_DATA FOR REVIEW:_

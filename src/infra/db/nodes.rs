use async_trait::async_trait;
use bytes::Bytes;
use time::OffsetDateTime;

use crate::{
    application::repos::{
        CreateAttachmentParams, CreatePageParams, NodesRepo, NodesWriteRepo, RepoError,
        UpdateAttachmentParams, UpdatePageParams,
    },
    domain::{
        nodes::{Attachment, AttachmentBlob, AttachmentPayload, ContentNode, NodeMeta, Page},
        types::{AclId, BlobId, NodeId, NodeKind},
    },
};

use super::{PostgresRepositories, map_sqlx_error};

const NODE_COLUMNS: &str = "id, kind, name, parent_id, acl_id, created_at, modified_at, \
    title, content, hidden, blob_id, link";

#[derive(sqlx::FromRow)]
struct NodeRow {
    id: i64,
    kind: NodeKind,
    name: String,
    parent_id: Option<i64>,
    acl_id: Option<i64>,
    created_at: OffsetDateTime,
    modified_at: OffsetDateTime,
    title: String,
    content: String,
    hidden: bool,
    blob_id: Option<i64>,
    link: Option<String>,
}

impl From<NodeRow> for ContentNode {
    fn from(row: NodeRow) -> Self {
        let meta = NodeMeta {
            id: NodeId(row.id),
            name: row.name,
            created_at: row.created_at,
            modified_at: row.modified_at,
            parent_id: row.parent_id.map(NodeId),
            acl_id: row.acl_id.map(AclId),
        };

        match row.kind {
            NodeKind::Page => ContentNode::Page(Page {
                meta,
                title: row.title,
                content: row.content,
            }),
            NodeKind::Attachment => {
                let payload = match (row.blob_id, row.link) {
                    (Some(blob), _) => AttachmentPayload::Blob(BlobId(blob)),
                    (None, Some(link)) => AttachmentPayload::Link(link),
                    (None, None) => AttachmentPayload::Empty,
                };
                ContentNode::Attachment(Attachment::new(meta, row.hidden, payload))
            }
        }
    }
}

#[derive(sqlx::FromRow)]
struct BlobRow {
    id: i64,
    data: Vec<u8>,
}

fn into_page(row: NodeRow) -> Result<Page, RepoError> {
    match ContentNode::from(row) {
        ContentNode::Page(page) => Ok(page),
        ContentNode::Attachment(attachment) => Err(RepoError::Integrity {
            message: format!("node {} is an attachment, expected a page", attachment.id()),
        }),
    }
}

fn into_attachment(row: NodeRow) -> Result<Attachment, RepoError> {
    match ContentNode::from(row) {
        ContentNode::Attachment(attachment) => Ok(attachment),
        ContentNode::Page(page) => Err(RepoError::Integrity {
            message: format!("node {} is a page, expected an attachment", page.id()),
        }),
    }
}

fn payload_columns(payload: &AttachmentPayload) -> (Option<i64>, Option<&str>) {
    match payload {
        AttachmentPayload::Empty => (None, None),
        AttachmentPayload::Blob(blob) => (Some(blob.get()), None),
        AttachmentPayload::Link(url) => (None, Some(url.as_str())),
    }
}

impl PostgresRepositories {
    async fn fetch_pages(&self, sql: &str, bind: Option<i64>) -> Result<Vec<Page>, RepoError> {
        let mut query = sqlx::query_as::<_, NodeRow>(sql);
        if let Some(value) = bind {
            query = query.bind(value);
        }
        let rows = query
            .fetch_all(self.pool())
            .await
            .map_err(map_sqlx_error)?;
        rows.into_iter().map(into_page).collect()
    }
}

#[async_trait]
impl NodesRepo for PostgresRepositories {
    async fn find_node(&self, id: NodeId) -> Result<Option<ContentNode>, RepoError> {
        let row = sqlx::query_as::<_, NodeRow>(&format!(
            "SELECT {NODE_COLUMNS} FROM nodes WHERE id = $1"
        ))
        .bind(id.get())
        .fetch_optional(self.pool())
        .await
        .map_err(map_sqlx_error)?;

        Ok(row.map(ContentNode::from))
    }

    async fn find_page(&self, id: NodeId) -> Result<Option<Page>, RepoError> {
        let row = sqlx::query_as::<_, NodeRow>(&format!(
            "SELECT {NODE_COLUMNS} FROM nodes WHERE id = $1 AND kind = 'page'"
        ))
        .bind(id.get())
        .fetch_optional(self.pool())
        .await
        .map_err(map_sqlx_error)?;

        row.map(into_page).transpose()
    }

    async fn find_root(&self) -> Result<Option<Page>, RepoError> {
        let row = sqlx::query_as::<_, NodeRow>(&format!(
            "SELECT {NODE_COLUMNS} FROM nodes WHERE parent_id IS NULL AND kind = 'page'"
        ))
        .fetch_optional(self.pool())
        .await
        .map_err(map_sqlx_error)?;

        row.map(into_page).transpose()
    }

    async fn find_child_page(
        &self,
        parent: NodeId,
        name: &str,
    ) -> Result<Option<Page>, RepoError> {
        let row = sqlx::query_as::<_, NodeRow>(&format!(
            "SELECT {NODE_COLUMNS} FROM nodes \
             WHERE parent_id = $1 AND name = $2 AND kind = 'page'"
        ))
        .bind(parent.get())
        .bind(name)
        .fetch_optional(self.pool())
        .await
        .map_err(map_sqlx_error)?;

        row.map(into_page).transpose()
    }

    async fn find_attachment(
        &self,
        parent: NodeId,
        name: &str,
    ) -> Result<Option<Attachment>, RepoError> {
        let row = sqlx::query_as::<_, NodeRow>(&format!(
            "SELECT {NODE_COLUMNS} FROM nodes \
             WHERE parent_id = $1 AND name = $2 AND kind = 'attachment'"
        ))
        .bind(parent.get())
        .bind(name)
        .fetch_optional(self.pool())
        .await
        .map_err(map_sqlx_error)?;

        row.map(into_attachment).transpose()
    }

    async fn list_child_pages(&self, parent: NodeId) -> Result<Vec<Page>, RepoError> {
        self.fetch_pages(
            &format!(
                "SELECT {NODE_COLUMNS} FROM nodes \
                 WHERE parent_id = $1 AND kind = 'page' ORDER BY name"
            ),
            Some(parent.get()),
        )
        .await
    }

    async fn list_attachments(&self, parent: NodeId) -> Result<Vec<Attachment>, RepoError> {
        let rows = sqlx::query_as::<_, NodeRow>(&format!(
            "SELECT {NODE_COLUMNS} FROM nodes \
             WHERE parent_id = $1 AND kind = 'attachment' ORDER BY name"
        ))
        .bind(parent.get())
        .fetch_all(self.pool())
        .await
        .map_err(map_sqlx_error)?;

        rows.into_iter().map(into_attachment).collect()
    }

    async fn list_pages(&self) -> Result<Vec<Page>, RepoError> {
        self.fetch_pages(
            &format!("SELECT {NODE_COLUMNS} FROM nodes WHERE kind = 'page' ORDER BY id"),
            None,
        )
        .await
    }

    async fn list_recent_pages(&self, limit: u32) -> Result<Vec<Page>, RepoError> {
        self.fetch_pages(
            &format!(
                "SELECT {NODE_COLUMNS} FROM nodes WHERE kind = 'page' \
                 ORDER BY modified_at DESC, id DESC LIMIT $1"
            ),
            Some(i64::from(limit)),
        )
        .await
    }

    async fn load_blob(&self, id: BlobId) -> Result<Option<AttachmentBlob>, RepoError> {
        let row = sqlx::query_as::<_, BlobRow>(
            "SELECT id, data FROM attachment_blobs WHERE id = $1",
        )
        .bind(id.get())
        .fetch_optional(self.pool())
        .await
        .map_err(map_sqlx_error)?;

        Ok(row.map(|row| AttachmentBlob {
            id: BlobId(row.id),
            data: Bytes::from(row.data),
        }))
    }
}

#[async_trait]
impl NodesWriteRepo for PostgresRepositories {
    async fn create_page(&self, params: CreatePageParams) -> Result<Page, RepoError> {
        let CreatePageParams {
            parent_id,
            acl_id,
            name,
            title,
            content,
        } = params;

        let row = sqlx::query_as::<_, NodeRow>(&format!(
            "INSERT INTO nodes (kind, name, parent_id, acl_id, title, content) \
             VALUES ('page', $1, $2, $3, $4, $5) \
             RETURNING {NODE_COLUMNS}"
        ))
        .bind(name)
        .bind(parent_id.map(NodeId::get))
        .bind(acl_id.map(AclId::get))
        .bind(title)
        .bind(content)
        .fetch_one(self.pool())
        .await
        .map_err(map_sqlx_error)?;

        into_page(row)
    }

    async fn update_page(&self, params: UpdatePageParams) -> Result<Page, RepoError> {
        let UpdatePageParams {
            id,
            name,
            title,
            content,
        } = params;

        let row = sqlx::query_as::<_, NodeRow>(&format!(
            "UPDATE nodes SET name = $2, title = $3, content = $4, modified_at = now() \
             WHERE id = $1 AND kind = 'page' \
             RETURNING {NODE_COLUMNS}"
        ))
        .bind(id.get())
        .bind(name)
        .bind(title)
        .bind(content)
        .fetch_optional(self.pool())
        .await
        .map_err(map_sqlx_error)?
        .ok_or(RepoError::NotFound)?;

        into_page(row)
    }

    async fn set_node_acl(&self, node: NodeId, acl: Option<AclId>) -> Result<(), RepoError> {
        let result = sqlx::query("UPDATE nodes SET acl_id = $2 WHERE id = $1")
            .bind(node.get())
            .bind(acl.map(AclId::get))
            .execute(self.pool())
            .await
            .map_err(map_sqlx_error)?;

        if result.rows_affected() == 0 {
            return Err(RepoError::NotFound);
        }
        Ok(())
    }

    async fn create_attachment(
        &self,
        params: CreateAttachmentParams,
    ) -> Result<Attachment, RepoError> {
        let (blob_id, link) = payload_columns(&params.payload);

        let row = sqlx::query_as::<_, NodeRow>(&format!(
            "INSERT INTO nodes (kind, name, parent_id, hidden, blob_id, link) \
             VALUES ('attachment', $1, $2, $3, $4, $5) \
             RETURNING {NODE_COLUMNS}"
        ))
        .bind(&params.name)
        .bind(params.parent_id.get())
        .bind(params.hidden)
        .bind(blob_id)
        .bind(link)
        .fetch_one(self.pool())
        .await
        .map_err(map_sqlx_error)?;

        into_attachment(row)
    }

    async fn update_attachment(
        &self,
        params: UpdateAttachmentParams,
    ) -> Result<Attachment, RepoError> {
        let (blob_id, link) = payload_columns(&params.payload);

        let row = sqlx::query_as::<_, NodeRow>(&format!(
            "UPDATE nodes SET hidden = $2, blob_id = $3, link = $4, modified_at = now() \
             WHERE id = $1 AND kind = 'attachment' \
             RETURNING {NODE_COLUMNS}"
        ))
        .bind(params.id.get())
        .bind(params.hidden)
        .bind(blob_id)
        .bind(link)
        .fetch_optional(self.pool())
        .await
        .map_err(map_sqlx_error)?
        .ok_or(RepoError::NotFound)?;

        into_attachment(row)
    }

    async fn delete_node(&self, id: NodeId) -> Result<(), RepoError> {
        sqlx::query("DELETE FROM nodes WHERE id = $1")
            .bind(id.get())
            .execute(self.pool())
            .await
            .map_err(map_sqlx_error)?;
        Ok(())
    }

    async fn insert_blob(&self, data: Bytes) -> Result<BlobId, RepoError> {
        let id: i64 =
            sqlx::query_scalar("INSERT INTO attachment_blobs (data) VALUES ($1) RETURNING id")
                .bind(data.as_ref())
                .fetch_one(self.pool())
                .await
                .map_err(map_sqlx_error)?;
        Ok(BlobId(id))
    }

    async fn delete_blob(&self, id: BlobId) -> Result<(), RepoError> {
        sqlx::query("DELETE FROM attachment_blobs WHERE id = $1")
            .bind(id.get())
            .execute(self.pool())
            .await
            .map_err(map_sqlx_error)?;
        Ok(())
    }
}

_THE TASK:_ Find the string "NodeMeta" in the listing and return every line that holds it.

_THE ANSWER:_
        nodes::{Attachment, AttachmentBlob, AttachmentPayload, ContentNode, NodeMeta, Page},
        let meta = NodeMeta {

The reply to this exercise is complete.